TASK TO CARRY OUT: Search the data for the word "CoreError" and copy out every line that has it.

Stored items
▬▬▬▬▬▬▬▬▬▬
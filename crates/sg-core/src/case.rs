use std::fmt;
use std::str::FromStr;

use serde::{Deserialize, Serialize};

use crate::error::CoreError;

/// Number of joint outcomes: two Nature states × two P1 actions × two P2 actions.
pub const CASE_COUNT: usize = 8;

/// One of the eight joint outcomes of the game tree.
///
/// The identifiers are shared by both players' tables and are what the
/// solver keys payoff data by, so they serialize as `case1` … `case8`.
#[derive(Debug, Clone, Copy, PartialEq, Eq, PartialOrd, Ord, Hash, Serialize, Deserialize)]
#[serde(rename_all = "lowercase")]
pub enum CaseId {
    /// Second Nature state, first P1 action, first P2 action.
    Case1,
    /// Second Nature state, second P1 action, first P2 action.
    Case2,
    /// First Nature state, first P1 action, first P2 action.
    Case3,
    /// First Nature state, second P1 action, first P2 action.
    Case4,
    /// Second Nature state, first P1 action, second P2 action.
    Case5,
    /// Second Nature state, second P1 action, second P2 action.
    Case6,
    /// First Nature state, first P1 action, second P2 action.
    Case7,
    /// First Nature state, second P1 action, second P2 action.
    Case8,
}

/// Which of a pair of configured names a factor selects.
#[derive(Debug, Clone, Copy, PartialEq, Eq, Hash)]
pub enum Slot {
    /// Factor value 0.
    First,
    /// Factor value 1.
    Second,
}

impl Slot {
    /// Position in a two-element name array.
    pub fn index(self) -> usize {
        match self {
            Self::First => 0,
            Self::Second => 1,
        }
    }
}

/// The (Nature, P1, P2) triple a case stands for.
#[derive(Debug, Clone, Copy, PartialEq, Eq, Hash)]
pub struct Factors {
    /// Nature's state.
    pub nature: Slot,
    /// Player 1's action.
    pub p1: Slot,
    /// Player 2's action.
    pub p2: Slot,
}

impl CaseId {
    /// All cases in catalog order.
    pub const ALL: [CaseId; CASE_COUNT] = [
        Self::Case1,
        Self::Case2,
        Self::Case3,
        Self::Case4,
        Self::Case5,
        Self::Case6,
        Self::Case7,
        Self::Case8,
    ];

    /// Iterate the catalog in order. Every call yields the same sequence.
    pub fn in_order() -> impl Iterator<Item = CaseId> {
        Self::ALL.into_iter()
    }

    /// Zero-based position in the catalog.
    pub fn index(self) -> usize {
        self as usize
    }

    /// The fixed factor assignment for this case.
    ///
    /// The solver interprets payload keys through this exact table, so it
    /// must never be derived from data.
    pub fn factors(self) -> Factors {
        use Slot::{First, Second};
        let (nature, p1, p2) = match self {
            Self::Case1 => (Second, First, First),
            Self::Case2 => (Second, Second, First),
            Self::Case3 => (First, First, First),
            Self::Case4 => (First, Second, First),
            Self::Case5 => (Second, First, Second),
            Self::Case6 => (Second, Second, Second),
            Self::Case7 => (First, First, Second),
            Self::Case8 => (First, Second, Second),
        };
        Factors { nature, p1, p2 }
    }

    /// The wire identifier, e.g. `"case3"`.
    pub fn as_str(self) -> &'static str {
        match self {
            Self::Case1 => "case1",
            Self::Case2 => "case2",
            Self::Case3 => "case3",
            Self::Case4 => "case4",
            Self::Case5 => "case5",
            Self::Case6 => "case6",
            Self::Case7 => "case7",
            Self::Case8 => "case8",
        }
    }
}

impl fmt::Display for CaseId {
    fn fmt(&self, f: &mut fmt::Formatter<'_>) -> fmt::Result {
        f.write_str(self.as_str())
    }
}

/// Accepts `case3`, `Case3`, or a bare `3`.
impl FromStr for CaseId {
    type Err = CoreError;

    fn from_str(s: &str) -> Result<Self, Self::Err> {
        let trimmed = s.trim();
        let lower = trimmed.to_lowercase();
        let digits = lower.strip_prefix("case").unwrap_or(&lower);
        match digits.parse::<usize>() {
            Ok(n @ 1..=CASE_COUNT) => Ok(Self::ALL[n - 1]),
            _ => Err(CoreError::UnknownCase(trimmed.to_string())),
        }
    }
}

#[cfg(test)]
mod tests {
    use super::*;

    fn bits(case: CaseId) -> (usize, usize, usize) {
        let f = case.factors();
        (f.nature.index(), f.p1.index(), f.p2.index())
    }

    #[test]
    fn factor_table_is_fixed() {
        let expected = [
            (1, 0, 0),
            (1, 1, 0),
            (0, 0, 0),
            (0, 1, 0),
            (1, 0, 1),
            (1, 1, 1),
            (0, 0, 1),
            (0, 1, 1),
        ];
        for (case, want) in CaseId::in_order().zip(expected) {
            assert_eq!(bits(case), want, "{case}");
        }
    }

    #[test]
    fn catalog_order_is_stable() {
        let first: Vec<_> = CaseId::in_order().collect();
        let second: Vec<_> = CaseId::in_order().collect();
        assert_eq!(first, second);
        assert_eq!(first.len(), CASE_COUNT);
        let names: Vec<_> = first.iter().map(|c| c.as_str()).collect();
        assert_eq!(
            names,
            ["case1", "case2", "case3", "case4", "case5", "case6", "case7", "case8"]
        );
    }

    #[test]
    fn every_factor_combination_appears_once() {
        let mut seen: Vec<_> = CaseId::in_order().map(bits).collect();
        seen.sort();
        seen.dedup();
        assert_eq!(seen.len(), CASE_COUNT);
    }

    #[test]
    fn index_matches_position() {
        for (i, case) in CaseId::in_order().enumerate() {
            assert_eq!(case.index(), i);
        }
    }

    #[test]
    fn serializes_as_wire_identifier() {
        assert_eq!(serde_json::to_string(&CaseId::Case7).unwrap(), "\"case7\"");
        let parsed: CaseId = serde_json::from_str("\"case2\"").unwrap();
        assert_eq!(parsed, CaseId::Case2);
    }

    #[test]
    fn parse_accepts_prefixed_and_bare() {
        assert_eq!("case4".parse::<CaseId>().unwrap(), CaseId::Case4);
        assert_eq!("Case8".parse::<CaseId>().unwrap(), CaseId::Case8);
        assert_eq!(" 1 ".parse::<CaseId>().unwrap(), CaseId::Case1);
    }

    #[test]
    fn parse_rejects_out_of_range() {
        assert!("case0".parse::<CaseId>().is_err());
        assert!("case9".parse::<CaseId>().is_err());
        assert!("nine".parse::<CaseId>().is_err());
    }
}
▬▬▬▬▬▬▬▬▬▬
ANSWER BOX:
use crate::error::CoreError;
    type Err = CoreError;
            _ => Err(CoreError::UnknownCase(trimmed.to_string())),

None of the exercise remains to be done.